The economic landscape across the continent remains grim — so grim that some wonder whether a true recovery is taking root at all. On Tuesday, highly inconclusive results from Italy’s general elections rekindled fears of more debt woes in Europe, slamming stock and bond markets and affecting global commodity markets. Last week, the European Commission conceded that the 17 nations of the euro zone were heading for another year of recession in 2013, forecasting a contraction of 0.3 percent.

To be sure, Ireland is being held up as the leading light of a nascent recovery, a model for other hard-hit nations such as Greece, Portugal and Spain. The Irish economy is growing again. Housing prices and the unemployment rate are stabilizing, and Ireland is on track to become the first country in Europe to emerge during this crisis from an international bailout program.

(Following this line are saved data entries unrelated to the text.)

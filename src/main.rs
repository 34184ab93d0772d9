use anyhow::{Result, anyhow};
use std::sync::Arc;
use tokio::signal;
use tracing::{error, info, warn};
use tracing_subscriber::{self, EnvFilter};

use kava_worker::indexer::rpc::{LcdClient, Rpc, RpcClient};
use kava_worker::metrics::{Metrics, MetricsSink, NoopMetrics};
use kava_worker::models::common::HeightHash;
use kava_worker::utils::load_config;
use kava_worker::utils::rate_limiter::RateLimiter;
use kava_worker::utils::retry::{RetryConfig, retry};
use kava_worker::worker::{ClientSettings, IndexerClient, http};

#[tokio::main]
async fn main() -> Result<()> {
    // Initialize tracing
    tracing_subscriber::fmt()
        .with_env_filter(EnvFilter::from_default_env().add_directive(tracing::Level::INFO.into()))
        .init();

    println!();
    info!("=========================== INITIALIZING ===========================");

    // Load config
    let config = match load_config("config.yml") {
        Ok(config) => {
            info!("Config loaded successfully");
            config
        }
        Err(e) => {
            error!("Failed to load config: {:#}", e);
            return Err(anyhow!(e));
        }
    };

    // Initialize optional metrics
    let metrics: Arc<dyn MetricsSink> = if config.metrics.enabled {
        let metrics = Metrics::new(config.chain_name.clone())?;
        metrics
            .start_metrics_server(&config.metrics.address, config.metrics.port)
            .await?;
        Arc::new(metrics)
    } else {
        info!("Metrics are disabled");
        Arc::new(NoopMetrics)
    };

    // RPC and LCD share one token bucket
    let limiter = Arc::new(RateLimiter::new(config.requests_per_second));
    let rpc = Arc::new(RpcClient::new(&config, limiter.clone(), metrics.clone())?);
    let lcd = Arc::new(LcdClient::new(&config, limiter, metrics.clone())?);

    // Make sure the node answers before accepting tasks
    let latest = retry(
        || rpc.get_block(HeightHash::default()),
        &RetryConfig::default(),
        "get latest block",
    )
    .await?;
    info!(height = latest.height, chain_id = %latest.chain_id, "Node reachable");
    if !config.chain_id.is_empty() && latest.chain_id != config.chain_id {
        warn!(
            expected = %config.chain_id,
            received = %latest.chain_id,
            "Node reports a different chain id"
        );
    }

    let client = Arc::new(IndexerClient::new(
        rpc,
        lcd,
        ClientSettings::from(&config),
        metrics,
    ));

    println!();
    info!("========================== STARTING WORKER ==========================");

    let router = http::router(client);
    tokio::select! {
        result = http::serve(router, &config.server.address, config.server.port) => result,
        _ = signal::ctrl_c() => {
            info!("Received Ctrl+C signal, shutting down...");
            Ok(())
        }
    }
}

Even so, Irish unemployment remains above 14 percent, and economists say that number would still be climbing were it not for an estimated 1,600 Irish workers a week leaving to find work overseas.

Those such as Donnelly who have landed new jobs face uncertainty. Although his new position is the best he has found in years, he was hired only on a one-year contract that — like so many of the new jobs being created here — offers no guarantee of permanent work. His new position, doing quality control on drugs, is also grades below his education and experience level. In terms of his income, Donnelly is roughly back where he was shortly after finishing his doctorate in 2005 and significantly below his salary peak in 2009.

“We’re having to live differently, to adjust to a different reality, to different expectations in life,” Donnelly said. “You just focus on trying to make sure things don’t get worse.”

In fact, more common than Donnelly’s are stories like that of Fran Whelan, a construction contractor whose business went bust during the crisis. He is attempting to put himself through business school at 43.